=== WORK REQUIRED ===
Report every line in the listing that contains the string "high".

····················

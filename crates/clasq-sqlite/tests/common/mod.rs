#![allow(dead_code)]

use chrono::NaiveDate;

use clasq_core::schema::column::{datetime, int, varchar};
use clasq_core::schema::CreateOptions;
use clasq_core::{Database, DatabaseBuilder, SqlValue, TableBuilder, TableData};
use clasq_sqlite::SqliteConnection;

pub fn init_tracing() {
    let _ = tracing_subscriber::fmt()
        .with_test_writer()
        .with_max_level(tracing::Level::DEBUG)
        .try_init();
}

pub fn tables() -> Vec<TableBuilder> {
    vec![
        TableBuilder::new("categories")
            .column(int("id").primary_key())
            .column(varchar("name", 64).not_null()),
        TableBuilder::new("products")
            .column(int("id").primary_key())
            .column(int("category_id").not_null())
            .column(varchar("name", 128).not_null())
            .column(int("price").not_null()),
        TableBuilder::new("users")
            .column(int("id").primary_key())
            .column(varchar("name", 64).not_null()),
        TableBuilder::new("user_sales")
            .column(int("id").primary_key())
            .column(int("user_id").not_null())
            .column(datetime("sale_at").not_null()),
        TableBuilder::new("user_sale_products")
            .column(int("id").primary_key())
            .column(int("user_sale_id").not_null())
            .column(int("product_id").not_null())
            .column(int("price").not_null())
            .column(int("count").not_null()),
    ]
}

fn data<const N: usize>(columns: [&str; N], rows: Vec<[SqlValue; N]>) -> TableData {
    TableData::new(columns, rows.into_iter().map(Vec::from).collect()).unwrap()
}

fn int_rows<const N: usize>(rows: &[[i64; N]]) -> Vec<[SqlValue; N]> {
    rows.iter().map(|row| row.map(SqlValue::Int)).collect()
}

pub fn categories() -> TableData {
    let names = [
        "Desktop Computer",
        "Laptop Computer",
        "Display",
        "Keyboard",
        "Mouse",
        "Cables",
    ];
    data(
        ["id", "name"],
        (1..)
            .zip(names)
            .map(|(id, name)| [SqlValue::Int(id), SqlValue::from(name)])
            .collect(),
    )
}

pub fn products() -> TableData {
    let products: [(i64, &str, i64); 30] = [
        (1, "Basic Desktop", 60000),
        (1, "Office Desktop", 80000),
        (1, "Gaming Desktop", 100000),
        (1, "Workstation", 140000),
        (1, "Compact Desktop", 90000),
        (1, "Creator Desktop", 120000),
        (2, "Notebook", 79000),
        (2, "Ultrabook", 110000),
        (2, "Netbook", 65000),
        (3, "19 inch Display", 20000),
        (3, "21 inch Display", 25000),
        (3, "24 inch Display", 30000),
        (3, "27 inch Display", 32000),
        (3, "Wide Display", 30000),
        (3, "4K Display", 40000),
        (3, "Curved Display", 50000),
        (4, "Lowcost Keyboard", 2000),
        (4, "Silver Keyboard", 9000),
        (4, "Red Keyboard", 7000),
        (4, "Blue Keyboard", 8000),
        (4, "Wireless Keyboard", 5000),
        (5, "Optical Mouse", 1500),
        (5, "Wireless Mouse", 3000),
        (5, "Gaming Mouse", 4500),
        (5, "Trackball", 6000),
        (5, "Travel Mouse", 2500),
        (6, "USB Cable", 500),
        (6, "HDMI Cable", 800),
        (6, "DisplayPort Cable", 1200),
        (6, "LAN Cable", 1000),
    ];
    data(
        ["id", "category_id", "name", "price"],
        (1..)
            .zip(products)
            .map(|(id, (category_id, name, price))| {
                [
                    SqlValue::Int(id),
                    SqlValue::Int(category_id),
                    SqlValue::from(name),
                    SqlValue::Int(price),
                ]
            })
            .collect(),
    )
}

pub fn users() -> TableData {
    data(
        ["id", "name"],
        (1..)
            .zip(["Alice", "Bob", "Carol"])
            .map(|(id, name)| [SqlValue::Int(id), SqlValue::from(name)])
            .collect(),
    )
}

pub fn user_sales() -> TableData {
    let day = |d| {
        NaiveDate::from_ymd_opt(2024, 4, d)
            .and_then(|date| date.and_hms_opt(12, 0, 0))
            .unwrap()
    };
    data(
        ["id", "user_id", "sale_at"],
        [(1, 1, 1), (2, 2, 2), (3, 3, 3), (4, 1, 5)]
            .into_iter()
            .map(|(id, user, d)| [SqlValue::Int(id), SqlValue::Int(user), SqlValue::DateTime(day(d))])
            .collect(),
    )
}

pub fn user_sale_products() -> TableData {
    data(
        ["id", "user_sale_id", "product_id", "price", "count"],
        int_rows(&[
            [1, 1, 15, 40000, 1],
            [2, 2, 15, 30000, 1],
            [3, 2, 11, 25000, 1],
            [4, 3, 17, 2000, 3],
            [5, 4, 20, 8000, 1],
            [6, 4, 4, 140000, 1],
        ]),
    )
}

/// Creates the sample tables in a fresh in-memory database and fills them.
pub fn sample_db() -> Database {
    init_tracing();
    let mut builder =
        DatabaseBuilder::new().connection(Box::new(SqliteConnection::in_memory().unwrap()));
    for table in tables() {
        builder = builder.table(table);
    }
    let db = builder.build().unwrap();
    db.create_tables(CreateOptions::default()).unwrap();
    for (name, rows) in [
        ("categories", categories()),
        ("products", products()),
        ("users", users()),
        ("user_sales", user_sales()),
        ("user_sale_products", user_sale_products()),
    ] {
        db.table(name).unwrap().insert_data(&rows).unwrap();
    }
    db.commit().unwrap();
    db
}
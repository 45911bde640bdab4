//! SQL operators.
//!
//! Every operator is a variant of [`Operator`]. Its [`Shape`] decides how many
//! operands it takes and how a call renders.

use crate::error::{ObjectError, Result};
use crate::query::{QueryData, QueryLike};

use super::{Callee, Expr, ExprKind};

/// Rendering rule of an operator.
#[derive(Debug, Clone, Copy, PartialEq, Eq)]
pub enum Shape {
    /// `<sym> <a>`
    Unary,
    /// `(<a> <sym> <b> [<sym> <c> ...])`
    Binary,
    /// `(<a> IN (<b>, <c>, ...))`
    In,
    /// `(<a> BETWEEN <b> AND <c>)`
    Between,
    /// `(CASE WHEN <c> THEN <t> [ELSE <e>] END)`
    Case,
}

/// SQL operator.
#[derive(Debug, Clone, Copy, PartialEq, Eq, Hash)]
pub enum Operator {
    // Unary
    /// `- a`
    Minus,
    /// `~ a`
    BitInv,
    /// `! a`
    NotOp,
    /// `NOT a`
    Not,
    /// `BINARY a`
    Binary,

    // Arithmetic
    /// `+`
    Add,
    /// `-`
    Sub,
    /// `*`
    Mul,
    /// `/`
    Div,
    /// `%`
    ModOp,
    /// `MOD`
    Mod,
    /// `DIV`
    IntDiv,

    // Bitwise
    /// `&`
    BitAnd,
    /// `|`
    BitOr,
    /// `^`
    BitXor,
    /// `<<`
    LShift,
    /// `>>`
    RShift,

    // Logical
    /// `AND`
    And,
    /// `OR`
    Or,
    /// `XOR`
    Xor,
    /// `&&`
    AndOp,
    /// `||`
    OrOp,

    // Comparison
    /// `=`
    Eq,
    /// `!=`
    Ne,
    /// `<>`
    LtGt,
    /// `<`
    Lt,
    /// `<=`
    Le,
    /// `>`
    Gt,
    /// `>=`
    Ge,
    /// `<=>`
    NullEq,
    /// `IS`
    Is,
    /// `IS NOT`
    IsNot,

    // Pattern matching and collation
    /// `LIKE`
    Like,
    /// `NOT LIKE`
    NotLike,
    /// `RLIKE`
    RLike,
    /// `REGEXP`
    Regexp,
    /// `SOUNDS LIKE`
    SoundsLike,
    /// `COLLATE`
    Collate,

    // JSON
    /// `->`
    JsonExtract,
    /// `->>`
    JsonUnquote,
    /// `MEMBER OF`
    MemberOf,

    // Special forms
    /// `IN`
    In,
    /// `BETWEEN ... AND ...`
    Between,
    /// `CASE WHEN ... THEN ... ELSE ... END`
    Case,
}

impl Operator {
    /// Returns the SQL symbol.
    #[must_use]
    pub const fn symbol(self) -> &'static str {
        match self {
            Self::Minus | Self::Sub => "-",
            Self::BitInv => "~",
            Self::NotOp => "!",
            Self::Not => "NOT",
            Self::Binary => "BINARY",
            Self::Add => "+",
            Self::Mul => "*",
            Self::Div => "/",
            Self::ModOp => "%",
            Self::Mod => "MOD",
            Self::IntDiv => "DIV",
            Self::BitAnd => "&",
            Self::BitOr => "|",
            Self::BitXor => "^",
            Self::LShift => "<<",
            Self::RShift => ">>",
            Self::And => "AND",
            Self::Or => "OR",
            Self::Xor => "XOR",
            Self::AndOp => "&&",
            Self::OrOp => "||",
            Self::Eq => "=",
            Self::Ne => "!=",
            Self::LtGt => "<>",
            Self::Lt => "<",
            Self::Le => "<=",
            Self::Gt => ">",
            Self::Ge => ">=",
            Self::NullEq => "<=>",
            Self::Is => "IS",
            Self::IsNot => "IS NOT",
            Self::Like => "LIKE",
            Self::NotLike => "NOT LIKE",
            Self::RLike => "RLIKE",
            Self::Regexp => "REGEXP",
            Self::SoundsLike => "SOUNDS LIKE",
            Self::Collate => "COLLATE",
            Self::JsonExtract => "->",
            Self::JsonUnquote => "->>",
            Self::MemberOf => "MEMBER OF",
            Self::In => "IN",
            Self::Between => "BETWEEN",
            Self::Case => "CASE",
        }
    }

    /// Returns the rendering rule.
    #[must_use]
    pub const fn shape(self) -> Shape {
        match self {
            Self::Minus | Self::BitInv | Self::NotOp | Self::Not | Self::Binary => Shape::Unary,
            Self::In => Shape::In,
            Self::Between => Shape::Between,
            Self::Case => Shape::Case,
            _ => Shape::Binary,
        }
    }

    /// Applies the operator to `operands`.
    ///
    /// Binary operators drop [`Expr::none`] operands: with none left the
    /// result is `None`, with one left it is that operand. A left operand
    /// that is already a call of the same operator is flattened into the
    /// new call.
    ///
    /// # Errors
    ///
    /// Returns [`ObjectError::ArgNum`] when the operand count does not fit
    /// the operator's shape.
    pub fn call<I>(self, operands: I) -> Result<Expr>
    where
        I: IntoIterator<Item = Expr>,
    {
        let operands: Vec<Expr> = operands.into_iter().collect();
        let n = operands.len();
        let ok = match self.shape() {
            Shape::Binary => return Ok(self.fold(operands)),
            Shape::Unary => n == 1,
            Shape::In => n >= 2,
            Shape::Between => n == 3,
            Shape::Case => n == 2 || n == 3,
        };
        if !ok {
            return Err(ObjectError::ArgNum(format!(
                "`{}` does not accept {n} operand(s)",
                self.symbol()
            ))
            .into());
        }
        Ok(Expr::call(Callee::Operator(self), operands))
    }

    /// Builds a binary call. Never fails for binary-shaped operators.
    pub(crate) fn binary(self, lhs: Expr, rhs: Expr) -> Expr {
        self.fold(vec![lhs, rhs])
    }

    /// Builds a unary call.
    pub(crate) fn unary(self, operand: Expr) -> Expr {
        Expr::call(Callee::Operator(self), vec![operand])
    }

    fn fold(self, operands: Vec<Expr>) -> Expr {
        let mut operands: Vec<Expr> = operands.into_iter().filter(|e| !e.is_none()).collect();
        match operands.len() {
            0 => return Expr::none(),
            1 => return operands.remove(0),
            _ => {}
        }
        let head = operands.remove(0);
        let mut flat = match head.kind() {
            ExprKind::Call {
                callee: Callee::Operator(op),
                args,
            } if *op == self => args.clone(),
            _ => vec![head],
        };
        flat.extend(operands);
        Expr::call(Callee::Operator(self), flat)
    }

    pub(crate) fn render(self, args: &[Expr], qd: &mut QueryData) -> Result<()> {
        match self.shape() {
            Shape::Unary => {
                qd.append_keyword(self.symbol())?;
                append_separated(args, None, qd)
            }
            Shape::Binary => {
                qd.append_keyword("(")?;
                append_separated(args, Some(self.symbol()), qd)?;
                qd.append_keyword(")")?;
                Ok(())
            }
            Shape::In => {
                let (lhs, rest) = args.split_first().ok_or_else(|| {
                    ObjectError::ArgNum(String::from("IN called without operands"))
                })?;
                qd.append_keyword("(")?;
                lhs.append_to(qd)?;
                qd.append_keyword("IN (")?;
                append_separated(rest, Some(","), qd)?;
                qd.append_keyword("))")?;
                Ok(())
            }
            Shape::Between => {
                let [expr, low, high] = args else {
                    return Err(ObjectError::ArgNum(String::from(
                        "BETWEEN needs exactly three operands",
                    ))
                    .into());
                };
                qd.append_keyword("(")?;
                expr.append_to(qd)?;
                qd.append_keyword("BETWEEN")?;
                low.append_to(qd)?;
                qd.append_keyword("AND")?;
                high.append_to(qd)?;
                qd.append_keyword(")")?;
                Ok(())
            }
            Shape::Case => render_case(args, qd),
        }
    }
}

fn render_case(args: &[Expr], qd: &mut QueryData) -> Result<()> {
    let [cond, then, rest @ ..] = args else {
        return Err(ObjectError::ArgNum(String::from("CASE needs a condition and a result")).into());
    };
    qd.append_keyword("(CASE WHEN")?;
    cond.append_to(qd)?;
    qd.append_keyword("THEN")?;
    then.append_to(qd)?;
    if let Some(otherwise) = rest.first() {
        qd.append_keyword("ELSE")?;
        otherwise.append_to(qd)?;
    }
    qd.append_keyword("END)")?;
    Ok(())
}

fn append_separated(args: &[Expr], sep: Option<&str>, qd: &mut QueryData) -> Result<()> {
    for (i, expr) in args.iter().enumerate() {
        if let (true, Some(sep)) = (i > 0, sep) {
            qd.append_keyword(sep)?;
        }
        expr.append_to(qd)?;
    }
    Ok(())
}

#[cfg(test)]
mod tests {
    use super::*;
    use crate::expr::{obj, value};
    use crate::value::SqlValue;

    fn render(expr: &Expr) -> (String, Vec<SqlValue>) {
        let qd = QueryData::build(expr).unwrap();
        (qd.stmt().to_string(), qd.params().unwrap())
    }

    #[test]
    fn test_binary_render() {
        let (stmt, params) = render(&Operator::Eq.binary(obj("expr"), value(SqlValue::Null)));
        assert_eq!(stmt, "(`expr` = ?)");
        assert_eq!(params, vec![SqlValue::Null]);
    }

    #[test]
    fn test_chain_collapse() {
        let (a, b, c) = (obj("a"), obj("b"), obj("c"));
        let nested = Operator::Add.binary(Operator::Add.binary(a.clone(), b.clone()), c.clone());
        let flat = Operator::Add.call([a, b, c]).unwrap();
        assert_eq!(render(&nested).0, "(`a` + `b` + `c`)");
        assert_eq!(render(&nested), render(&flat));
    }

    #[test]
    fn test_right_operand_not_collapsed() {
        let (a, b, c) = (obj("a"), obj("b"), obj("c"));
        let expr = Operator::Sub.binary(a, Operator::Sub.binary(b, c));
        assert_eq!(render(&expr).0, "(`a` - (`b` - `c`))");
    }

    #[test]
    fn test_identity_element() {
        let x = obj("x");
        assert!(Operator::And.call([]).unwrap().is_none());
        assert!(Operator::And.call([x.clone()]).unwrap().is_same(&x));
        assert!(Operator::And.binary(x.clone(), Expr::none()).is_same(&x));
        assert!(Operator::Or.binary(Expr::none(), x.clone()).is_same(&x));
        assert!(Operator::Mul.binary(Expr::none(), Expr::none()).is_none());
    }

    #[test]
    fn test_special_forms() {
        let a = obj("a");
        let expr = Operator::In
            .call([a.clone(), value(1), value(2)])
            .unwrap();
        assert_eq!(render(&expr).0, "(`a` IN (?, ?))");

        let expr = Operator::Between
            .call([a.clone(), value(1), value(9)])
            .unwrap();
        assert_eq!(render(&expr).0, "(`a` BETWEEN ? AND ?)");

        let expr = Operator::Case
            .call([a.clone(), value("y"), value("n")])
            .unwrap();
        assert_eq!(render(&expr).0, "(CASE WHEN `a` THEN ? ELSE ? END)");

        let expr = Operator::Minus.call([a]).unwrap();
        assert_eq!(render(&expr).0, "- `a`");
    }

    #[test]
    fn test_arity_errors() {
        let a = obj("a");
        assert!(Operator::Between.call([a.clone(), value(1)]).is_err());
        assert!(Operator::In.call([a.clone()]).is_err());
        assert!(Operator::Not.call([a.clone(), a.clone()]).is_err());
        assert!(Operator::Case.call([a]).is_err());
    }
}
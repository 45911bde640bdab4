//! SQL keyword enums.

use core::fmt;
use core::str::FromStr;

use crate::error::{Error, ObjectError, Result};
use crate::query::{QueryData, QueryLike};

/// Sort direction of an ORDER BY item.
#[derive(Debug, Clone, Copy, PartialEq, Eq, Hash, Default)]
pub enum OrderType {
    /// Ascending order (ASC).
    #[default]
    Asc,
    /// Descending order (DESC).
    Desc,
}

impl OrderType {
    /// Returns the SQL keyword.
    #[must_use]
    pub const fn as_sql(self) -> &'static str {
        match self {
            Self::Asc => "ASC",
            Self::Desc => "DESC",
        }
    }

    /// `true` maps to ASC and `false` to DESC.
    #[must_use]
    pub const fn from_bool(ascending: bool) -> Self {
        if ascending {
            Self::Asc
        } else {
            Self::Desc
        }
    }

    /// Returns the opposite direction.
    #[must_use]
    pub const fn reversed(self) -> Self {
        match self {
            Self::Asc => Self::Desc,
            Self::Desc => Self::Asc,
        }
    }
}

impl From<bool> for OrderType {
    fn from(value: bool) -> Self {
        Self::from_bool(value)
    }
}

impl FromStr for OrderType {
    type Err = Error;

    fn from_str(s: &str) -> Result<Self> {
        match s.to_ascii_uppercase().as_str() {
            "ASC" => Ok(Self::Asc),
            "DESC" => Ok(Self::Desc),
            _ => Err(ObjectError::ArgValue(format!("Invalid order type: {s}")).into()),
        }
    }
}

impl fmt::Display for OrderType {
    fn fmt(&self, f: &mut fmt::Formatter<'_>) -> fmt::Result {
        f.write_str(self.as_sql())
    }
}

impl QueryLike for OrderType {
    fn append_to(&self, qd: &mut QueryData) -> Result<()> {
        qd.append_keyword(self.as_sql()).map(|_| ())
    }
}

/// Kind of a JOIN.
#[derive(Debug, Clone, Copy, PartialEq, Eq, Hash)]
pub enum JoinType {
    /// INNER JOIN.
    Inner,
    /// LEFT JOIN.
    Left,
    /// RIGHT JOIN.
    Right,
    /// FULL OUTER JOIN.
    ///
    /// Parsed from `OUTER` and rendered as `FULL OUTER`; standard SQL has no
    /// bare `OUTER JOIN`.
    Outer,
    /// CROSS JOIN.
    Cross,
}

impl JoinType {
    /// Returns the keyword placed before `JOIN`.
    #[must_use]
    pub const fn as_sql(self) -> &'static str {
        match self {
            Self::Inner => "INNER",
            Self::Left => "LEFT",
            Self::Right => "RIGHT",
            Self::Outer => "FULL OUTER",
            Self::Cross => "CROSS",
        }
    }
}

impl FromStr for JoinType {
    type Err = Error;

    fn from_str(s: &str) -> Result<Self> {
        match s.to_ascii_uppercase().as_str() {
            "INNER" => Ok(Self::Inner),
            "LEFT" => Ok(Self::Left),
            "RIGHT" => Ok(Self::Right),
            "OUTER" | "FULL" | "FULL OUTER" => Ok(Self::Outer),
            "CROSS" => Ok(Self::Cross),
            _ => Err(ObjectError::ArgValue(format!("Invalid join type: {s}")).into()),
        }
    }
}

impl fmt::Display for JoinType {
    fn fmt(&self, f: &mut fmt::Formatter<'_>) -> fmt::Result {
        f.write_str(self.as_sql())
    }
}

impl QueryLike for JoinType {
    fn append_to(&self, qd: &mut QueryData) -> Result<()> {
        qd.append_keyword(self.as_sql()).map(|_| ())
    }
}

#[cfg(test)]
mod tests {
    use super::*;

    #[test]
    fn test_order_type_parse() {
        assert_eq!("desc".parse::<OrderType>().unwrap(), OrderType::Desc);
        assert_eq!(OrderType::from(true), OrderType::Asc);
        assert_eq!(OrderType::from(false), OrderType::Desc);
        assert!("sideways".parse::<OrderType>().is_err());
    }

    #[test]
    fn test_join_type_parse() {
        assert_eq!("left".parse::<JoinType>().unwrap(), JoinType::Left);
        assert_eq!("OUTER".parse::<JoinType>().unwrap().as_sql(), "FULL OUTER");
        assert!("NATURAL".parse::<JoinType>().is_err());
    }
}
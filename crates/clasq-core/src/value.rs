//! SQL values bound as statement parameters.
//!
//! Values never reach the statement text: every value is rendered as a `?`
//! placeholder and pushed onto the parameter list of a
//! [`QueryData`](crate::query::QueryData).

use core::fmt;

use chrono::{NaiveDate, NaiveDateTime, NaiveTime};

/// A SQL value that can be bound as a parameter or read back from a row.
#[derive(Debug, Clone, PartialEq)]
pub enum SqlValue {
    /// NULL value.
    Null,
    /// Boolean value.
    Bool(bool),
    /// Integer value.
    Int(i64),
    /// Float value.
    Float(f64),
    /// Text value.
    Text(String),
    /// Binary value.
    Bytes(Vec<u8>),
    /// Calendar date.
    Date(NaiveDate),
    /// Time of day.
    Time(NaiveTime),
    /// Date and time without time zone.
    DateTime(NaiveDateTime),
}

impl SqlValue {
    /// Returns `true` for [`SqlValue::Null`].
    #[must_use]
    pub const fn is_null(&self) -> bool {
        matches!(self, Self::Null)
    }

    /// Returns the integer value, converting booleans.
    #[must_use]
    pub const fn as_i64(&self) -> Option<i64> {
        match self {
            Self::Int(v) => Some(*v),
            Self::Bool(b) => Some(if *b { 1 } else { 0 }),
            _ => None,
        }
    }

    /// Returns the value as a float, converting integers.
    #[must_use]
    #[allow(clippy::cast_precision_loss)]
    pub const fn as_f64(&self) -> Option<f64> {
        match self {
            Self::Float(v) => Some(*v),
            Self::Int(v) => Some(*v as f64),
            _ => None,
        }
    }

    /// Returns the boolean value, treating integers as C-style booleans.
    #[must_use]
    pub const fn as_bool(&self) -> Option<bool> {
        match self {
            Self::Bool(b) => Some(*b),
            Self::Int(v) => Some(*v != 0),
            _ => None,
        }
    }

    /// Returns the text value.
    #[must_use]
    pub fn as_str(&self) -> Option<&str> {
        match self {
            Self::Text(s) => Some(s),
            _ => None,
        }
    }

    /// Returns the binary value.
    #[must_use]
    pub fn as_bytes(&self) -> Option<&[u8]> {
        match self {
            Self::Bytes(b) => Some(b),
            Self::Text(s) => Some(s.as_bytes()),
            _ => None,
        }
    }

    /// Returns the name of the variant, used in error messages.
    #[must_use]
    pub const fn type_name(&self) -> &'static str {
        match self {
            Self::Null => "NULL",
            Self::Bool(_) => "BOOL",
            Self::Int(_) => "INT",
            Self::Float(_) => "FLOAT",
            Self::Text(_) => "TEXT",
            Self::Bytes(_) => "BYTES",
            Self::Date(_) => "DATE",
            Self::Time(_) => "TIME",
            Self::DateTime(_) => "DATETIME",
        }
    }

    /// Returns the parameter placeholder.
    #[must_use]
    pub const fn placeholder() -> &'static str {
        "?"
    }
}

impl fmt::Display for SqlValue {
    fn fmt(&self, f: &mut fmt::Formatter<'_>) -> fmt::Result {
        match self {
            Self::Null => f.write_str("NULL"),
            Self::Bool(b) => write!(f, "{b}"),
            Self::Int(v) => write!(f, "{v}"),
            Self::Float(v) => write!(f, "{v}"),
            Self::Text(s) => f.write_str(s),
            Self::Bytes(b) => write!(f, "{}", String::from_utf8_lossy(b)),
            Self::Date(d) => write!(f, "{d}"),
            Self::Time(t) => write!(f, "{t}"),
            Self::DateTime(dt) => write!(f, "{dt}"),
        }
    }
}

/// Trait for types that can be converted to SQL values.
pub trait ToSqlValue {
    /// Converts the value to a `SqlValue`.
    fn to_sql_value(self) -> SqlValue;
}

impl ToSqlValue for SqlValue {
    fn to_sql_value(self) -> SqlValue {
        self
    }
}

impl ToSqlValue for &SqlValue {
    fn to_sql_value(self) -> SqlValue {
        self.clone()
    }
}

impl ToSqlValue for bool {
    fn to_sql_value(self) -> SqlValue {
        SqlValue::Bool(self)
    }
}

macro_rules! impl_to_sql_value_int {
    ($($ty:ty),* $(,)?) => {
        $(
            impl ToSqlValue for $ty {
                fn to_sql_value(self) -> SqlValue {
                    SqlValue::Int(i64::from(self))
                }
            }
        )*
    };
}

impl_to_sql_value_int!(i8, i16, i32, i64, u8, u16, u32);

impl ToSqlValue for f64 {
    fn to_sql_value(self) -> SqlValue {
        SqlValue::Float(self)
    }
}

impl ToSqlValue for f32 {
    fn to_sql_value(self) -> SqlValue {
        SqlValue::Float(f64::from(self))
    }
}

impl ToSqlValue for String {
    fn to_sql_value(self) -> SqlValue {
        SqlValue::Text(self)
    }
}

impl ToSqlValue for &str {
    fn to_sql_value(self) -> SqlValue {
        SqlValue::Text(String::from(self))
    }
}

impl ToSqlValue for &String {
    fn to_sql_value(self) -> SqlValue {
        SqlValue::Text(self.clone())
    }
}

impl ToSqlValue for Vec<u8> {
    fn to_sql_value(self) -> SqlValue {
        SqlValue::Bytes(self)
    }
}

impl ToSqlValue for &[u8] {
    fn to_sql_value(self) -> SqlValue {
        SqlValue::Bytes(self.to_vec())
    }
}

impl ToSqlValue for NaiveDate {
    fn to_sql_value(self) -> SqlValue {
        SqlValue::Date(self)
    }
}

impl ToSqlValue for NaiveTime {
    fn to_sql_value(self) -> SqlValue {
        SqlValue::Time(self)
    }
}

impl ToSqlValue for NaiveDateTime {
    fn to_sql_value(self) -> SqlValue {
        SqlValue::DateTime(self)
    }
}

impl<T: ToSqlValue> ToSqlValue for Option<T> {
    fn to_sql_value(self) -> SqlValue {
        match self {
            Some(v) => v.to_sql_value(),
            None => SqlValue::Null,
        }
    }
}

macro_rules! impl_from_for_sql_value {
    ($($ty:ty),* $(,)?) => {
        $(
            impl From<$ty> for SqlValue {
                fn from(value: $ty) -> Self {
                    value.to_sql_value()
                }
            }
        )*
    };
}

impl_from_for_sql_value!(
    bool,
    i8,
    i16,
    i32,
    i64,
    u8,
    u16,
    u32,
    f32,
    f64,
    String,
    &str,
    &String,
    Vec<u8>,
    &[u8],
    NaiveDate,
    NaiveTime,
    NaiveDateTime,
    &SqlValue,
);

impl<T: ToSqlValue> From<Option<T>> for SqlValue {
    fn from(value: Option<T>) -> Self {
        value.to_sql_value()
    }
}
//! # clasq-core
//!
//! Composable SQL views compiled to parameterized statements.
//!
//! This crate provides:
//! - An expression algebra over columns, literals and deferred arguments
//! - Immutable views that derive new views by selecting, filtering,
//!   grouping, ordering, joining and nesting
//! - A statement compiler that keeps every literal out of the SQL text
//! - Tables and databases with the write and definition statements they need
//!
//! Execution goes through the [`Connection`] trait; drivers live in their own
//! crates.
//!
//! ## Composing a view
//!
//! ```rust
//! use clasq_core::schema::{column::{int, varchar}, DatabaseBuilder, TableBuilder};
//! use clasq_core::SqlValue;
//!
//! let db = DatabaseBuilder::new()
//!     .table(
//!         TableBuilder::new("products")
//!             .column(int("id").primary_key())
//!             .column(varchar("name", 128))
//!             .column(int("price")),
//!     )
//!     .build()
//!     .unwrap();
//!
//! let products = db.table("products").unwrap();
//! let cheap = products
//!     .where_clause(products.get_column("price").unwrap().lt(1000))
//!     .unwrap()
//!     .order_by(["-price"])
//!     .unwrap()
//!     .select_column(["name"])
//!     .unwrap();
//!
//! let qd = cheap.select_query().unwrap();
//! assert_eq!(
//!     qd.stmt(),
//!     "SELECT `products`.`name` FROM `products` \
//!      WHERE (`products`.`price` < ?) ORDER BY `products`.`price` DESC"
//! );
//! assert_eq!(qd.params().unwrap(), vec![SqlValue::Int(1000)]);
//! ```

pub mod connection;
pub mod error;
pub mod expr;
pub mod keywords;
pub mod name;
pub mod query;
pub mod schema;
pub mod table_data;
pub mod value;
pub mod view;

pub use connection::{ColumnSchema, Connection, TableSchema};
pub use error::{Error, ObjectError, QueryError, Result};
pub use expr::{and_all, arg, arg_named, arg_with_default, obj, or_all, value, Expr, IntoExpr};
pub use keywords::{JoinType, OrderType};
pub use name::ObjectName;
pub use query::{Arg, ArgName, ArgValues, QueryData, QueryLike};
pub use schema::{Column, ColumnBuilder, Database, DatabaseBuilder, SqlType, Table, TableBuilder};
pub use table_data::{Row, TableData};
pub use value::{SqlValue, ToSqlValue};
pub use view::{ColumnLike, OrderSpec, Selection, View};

····················

=== OUTPUT FOR THIS TASK ===
                let [expr, low, high] = args else {
                high.append_to(qd)?;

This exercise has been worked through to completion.